Rudy Giuliani, who leads most national GOP polls, had the most support at the outset. But several who initially favored the former New York mayor acknowledged that they were torn between admiration for the leadership skills he displayed after the 9/11 terrorist attacks and concern about his support of abortion and views on gay marriage [bold mine-DL].

The group, as a whole, knew far less about Fred Thompson, who only entered the race in September. “He’s not comfortable in his role yet,” said June Beninghove, 67, a retired secretary, who nonetheless said she favored the former Tennessee senator.

Others cited his personal characteristics, calling him conservative and fatherly and, in one case, “more like [the late President Ronald] Reagan.”

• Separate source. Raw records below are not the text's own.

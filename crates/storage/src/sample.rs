//! Built-in catalogue content used when no quiz file is supplied.

use quiz_core::model::{
    DEFAULT_DURATION_SECS, QuestionDraft, QuestionKind, QuestionId, QuizDefinition, QuizDraft,
    QuizError, QuizId,
};

pub const CORPORATE_ETHICS_ID: QuizId = QuizId::new(1);

/// Five-question ethics quiz: three multiple choice, two true/false.
///
/// # Errors
///
/// Returns `QuizError` only if the embedded content stops validating.
pub fn corporate_ethics() -> Result<QuizDefinition, QuizError> {
    let mut draft = QuizDraft::new(CORPORATE_ETHICS_ID, "Corporate Ethics Training");
    draft.description =
        "This quiz assesses your understanding of corporate ethics policies.".to_owned();
    draft.duration_secs = DEFAULT_DURATION_SECS;
    draft.questions = ethics_questions();
    draft.validate()
}

fn multiple_choice(id: u64, text: &str, options: [&str; 4], correct_option: usize) -> QuestionDraft {
    QuestionDraft {
        id: QuestionId::new(id),
        text: text.to_owned(),
        kind: QuestionKind::MultipleChoice,
        options: options.iter().map(|o| (*o).to_owned()).collect(),
        correct_option,
    }
}

fn true_false(id: u64, text: &str, answer: bool) -> QuestionDraft {
    let mut draft = QuestionDraft::blank(QuestionId::new(id), QuestionKind::TrueFalse);
    draft.text = text.to_owned();
    draft.correct_option = if answer { 0 } else { 1 };
    draft
}

fn ethics_questions() -> Vec<QuestionDraft> {
    vec![
        multiple_choice(
            1,
            "Which of the following is NOT typically considered a breach of corporate ethics?",
            [
                "Sharing sensitive company information with competitors",
                "Using company resources for authorized work purposes",
                "Accepting gifts from suppliers without disclosure",
                "Hiring family members without proper declaration",
            ],
            1,
        ),
        true_false(
            2,
            "It's acceptable to use company equipment for personal purposes as long as it \
             doesn't interfere with work.",
            false,
        ),
        multiple_choice(
            3,
            "Which approach is recommended when facing an ethical dilemma at work?",
            [
                "Handle it yourself to show initiative",
                "Ignore it if it doesn't directly affect you",
                "Consult the company's code of conduct",
                "Wait for someone else to address it",
            ],
            2,
        ),
        multiple_choice(
            4,
            "Who is ultimately responsible for maintaining ethical standards within a company?",
            [
                "The CEO only",
                "The ethics committee only",
                "HR department only",
                "All employees at every level",
            ],
            3,
        ),
        true_false(
            5,
            "Whistleblower protections typically only apply to government employees, not those \
             in private companies.",
            false,
        ),
    ]
}
//! fOS Swift daemon
//!
//! Runs the Swift engine against a file-backed store, a static server
//! directory and the simulated VPN manager. Host events are read from
//! stdin as newline-delimited JSON:
//!
//! ```text
//! {"channel":"settings","key":"swift-rules","value":{"value":[...]}}
//! {"channel":"tab","tab_id":1,"url":"https://example.com/","signal":"navigation-committed"}
//! {"channel":"network","tab_id":1,"url":"https://example.com/","resource_type":"main_frame","timestamp":0,"outcome":{"kind":"completed","status":451}}
//! ```
//!
//! Usage: `fos-swiftd [config.toml]`

mod config;

use anyhow::{Context, Result};
use config::SwiftdConfig;
use fos_swift::{
    Clock, FileStore, HostEvent, Runtime, StaticTabs, Store, SwiftEngine, SystemClock,
};
use fos_vpn::{Directory, StaticDirectory, VpnManager};
use std::path::PathBuf;
use std::sync::Arc;
use tokio::io::{AsyncBufReadExt, BufReader};
use tokio::sync::mpsc;
use tracing::{info, warn};
use tracing_subscriber::{EnvFilter, FmtSubscriber};

// Use mimalloc as the global allocator for reduced memory fragmentation
#[global_allocator]
static GLOBAL: mimalloc::MiMalloc = mimalloc::MiMalloc;

/// Capacity of the tab and network channels
const EVENT_CHANNEL_CAPACITY: usize = 1024;

#[tokio::main]
async fn main() -> Result<()> {
    let config_path = std::env::args().nth(1).map(PathBuf::from);
    let config = SwiftdConfig::load(config_path.as_deref()).context("Failed to load config")?;

    let filter = EnvFilter::try_from_default_env()
        .unwrap_or_else(|_| EnvFilter::new(&config.log_level));
    FmtSubscriber::builder()
        .with_env_filter(filter)
        .with_target(false)
        .compact()
        .init();

    info!("fOS Swift daemon starting...");

    let store: Arc<dyn Store> = Arc::new(
        FileStore::open(&config.store_path)
            .with_context(|| format!("Failed to open store {}", config.store_path.display()))?,
    );
    let directory: Arc<dyn Directory> = Arc::new(
        StaticDirectory::from_file(&config.directory_path).with_context(|| {
            format!("Failed to load directory {}", config.directory_path.display())
        })?,
    );
    let vpn = Arc::new(VpnManager::new());
    let clock: Arc<dyn Clock> = Arc::new(SystemClock);

    let engine = Arc::new(
        SwiftEngine::new(store.clone(), clock.clone(), vpn.clone(), directory)
            .context("Failed to load Swift settings")?,
    );
    let runtime = Runtime::new(engine.clone(), store.clone(), clock, config.engine.clone())
        .with_host_tabs(Arc::new(StaticTabs(config.open_tabs.clone())));

    let (tab_tx, tab_rx) = mpsc::channel(EVENT_CHANNEL_CAPACITY);
    let (net_tx, net_rx) = mpsc::channel(EVENT_CHANNEL_CAPACITY);
    let runtime_task = tokio::spawn(runtime.run(tab_rx, net_rx));

    let mut lines = BufReader::new(tokio::io::stdin()).lines();
    let mut line_no = 0usize;

    while let Some(line) = lines.next_line().await.context("Failed to read stdin")? {
        line_no += 1;
        let line = line.trim();
        if line.is_empty() {
            continue;
        }

        let event: HostEvent = match serde_json::from_str(line) {
            Ok(event) => event,
            Err(e) => {
                warn!("Skipping line {}: {}", line_no, e);
                continue;
            }
        };

        match event {
            HostEvent::Tab(event) => tab_tx.send(event).await.context("Runtime stopped")?,
            HostEvent::Network(event) => net_tx.send(event).await.context("Runtime stopped")?,
            HostEvent::Settings { key, value } => {
                if let Err(e) = store.set_raw(&key, value) {
                    warn!("Failed to store {}: {}", key, e);
                }
            }
        }
    }

    drop(tab_tx);
    drop(net_tx);
    runtime_task.await.context("Runtime task failed")?;

    info!("{}", engine.status().await);
    info!("{}", vpn.status().await);
    info!(
        "Connect calls: {}, disconnect calls: {}",
        vpn.connect_calls(),
        vpn.disconnect_calls()
    );
    info!("fOS Swift daemon shutting down");
    Ok(())
}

But when the group was asked toward the end of the evening to choose between Mr. Giuliani and Mr. Thompson, most – including several initial Giuliani backers – raised their hands for Mr. Thompson, despite uncertainty about him and his views. ~Carl Leudbsdorf

This is just from one small gathering in suburban Virginia, but this struck me as a slightly strange development (which also happily confirms my increasingly implausible prediction of a Thompson nomination).  What could persuade people who don’t know much about Thompson to change their support from Giuliani to Thompson in the course of an evening?  Evidently, Giuliani’s social liberalism, which more than a few have been saying doesn’t really matter this time, really is killing him with these voters.  However, it is worth noting that nobody was completely put off by Giuliani’s views, saying that they would all vote for the eventual GOP nominee.  Because of his religion, the support for Romney was pretty shaky, but everyone at the gathering agreed that Romney as nominee was still preferable to a Democrat:

Being a Democrat “is worse than being a Mormon,” Mr. Armstrong said. “There’s Mormons, and there’s insects, and there’s Democrats,” he added, extending his arm and then lowering it to indicate his decreasing regard for each group. 

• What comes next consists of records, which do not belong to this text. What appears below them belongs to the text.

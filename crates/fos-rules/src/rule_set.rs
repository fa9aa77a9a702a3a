//! Ordered rule list with the editing operations the rules page offers.

use crate::matcher::normalize_path;
use crate::rule::{Rule, TargetType};
use serde::{Deserialize, Serialize};
use tracing::debug;

/// Direction for [`RuleSet::move_rule`].
#[derive(Debug, Clone, Copy, PartialEq, Eq)]
pub enum MoveDirection {
    Up,
    Down,
}

/// Ordered list of rules. Index 0 has the highest priority.
#[derive(Debug, Clone, Default, PartialEq, Eq, Serialize, Deserialize)]
#[serde(transparent)]
pub struct RuleSet {
    rules: Vec<Rule>,
}

impl RuleSet {
    pub fn new() -> Self {
        Self::default()
    }

    /// Wrap a stored list, re-normalizing every rule's path.
    pub fn from_stored(rules: Vec<Rule>) -> Self {
        let rules = rules
            .into_iter()
            .map(|mut rule| {
                rule.path = rule.path.as_deref().and_then(normalize_path);
                rule
            })
            .collect();
        Self { rules }
    }

    pub fn rules(&self) -> &[Rule] {
        &self.rules
    }

    pub fn into_vec(self) -> Vec<Rule> {
        self.rules
    }

    pub fn len(&self) -> usize {
        self.rules.len()
    }

    pub fn is_empty(&self) -> bool {
        self.rules.is_empty()
    }

    pub fn get(&self, id: &str) -> Option<&Rule> {
        self.rules.iter().find(|rule| rule.id == id)
    }

    /// Enabled rules, in priority order.
    pub fn enabled(&self) -> Vec<Rule> {
        self.rules.iter().filter(|rule| rule.enabled).cloned().collect()
    }

    /// Insert or replace the rule with the same `(host, path, subdomains)` key.
    ///
    /// A replaced rule keeps its position, id and enabled flag; a new rule is
    /// appended (lowest priority) with a fresh id.
    pub fn upsert(
        &mut self,
        host: &str,
        path: Option<&str>,
        include_subdomains: bool,
        target_type: TargetType,
        target_id: &str,
        target_label: &str,
    ) -> &Rule {
        let path = path.and_then(normalize_path);
        let existing = self.rules.iter().position(|rule| {
            rule.host == host
                && rule.path.as_deref().unwrap_or("") == path.as_deref().unwrap_or("")
                && rule.include_subdomains == include_subdomains
        });

        let rule = Rule {
            id: existing
                .map(|index| self.rules[index].id.clone())
                .unwrap_or_else(Rule::generate_id),
            host: host.to_string(),
            path,
            include_subdomains,
            enabled: existing.map(|index| self.rules[index].enabled).unwrap_or(true),
            target_type,
            target_id: target_id.to_string(),
            target_label: target_label.to_string(),
        };

        let index = match existing {
            Some(index) => {
                debug!("Replacing rule {} for {}", rule.id, rule.host_label());
                self.rules[index] = rule;
                index
            }
            None => {
                debug!("Adding rule {} for {}", rule.id, rule.host_label());
                self.rules.push(rule);
                self.rules.len() - 1
            }
        };

        &self.rules[index]
    }

    /// Remove a rule by id. Returns whether anything was removed.
    pub fn remove(&mut self, id: &str) -> bool {
        let before = self.rules.len();
        self.rules.retain(|rule| rule.id != id);
        before != self.rules.len()
    }

    /// Flip a rule's enabled flag. Returns the new value.
    pub fn toggle(&mut self, id: &str) -> Option<bool> {
        let rule = self.rules.iter_mut().find(|rule| rule.id == id)?;
        rule.enabled = !rule.enabled;
        Some(rule.enabled)
    }

    /// Move a rule one slot up or down. No-op at the list edges.
    pub fn move_rule(&mut self, id: &str, direction: MoveDirection) -> bool {
        let Some(index) = self.rules.iter().position(|rule| rule.id == id) else {
            return false;
        };

        let next = match direction {
            MoveDirection::Up if index > 0 => index - 1,
            MoveDirection::Down if index + 1 < self.rules.len() => index + 1,
            _ => return false,
        };

        self.rules.swap(index, next);
        true
    }
}

impl From<Vec<Rule>> for RuleSet {
    fn from(rules: Vec<Rule>) -> Self {
        Self::from_stored(rules)
    }
}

That isn’t really a ringing endorsement for Mormons, but it’s what Romney has to face out there.  This man reminds me of a history lecturer we had back in undergrad days who explained the Great Chain of Being to us, and at the bottom of the Chain he placed North Carolina Tarheel fans (he was also a Virginian). 

It should also be noted that this was in the northern Glen Allen suburb of Richmond, which I believe is pretty solid GOP country.  I assume NOVA Republicans would have significantly different preferences.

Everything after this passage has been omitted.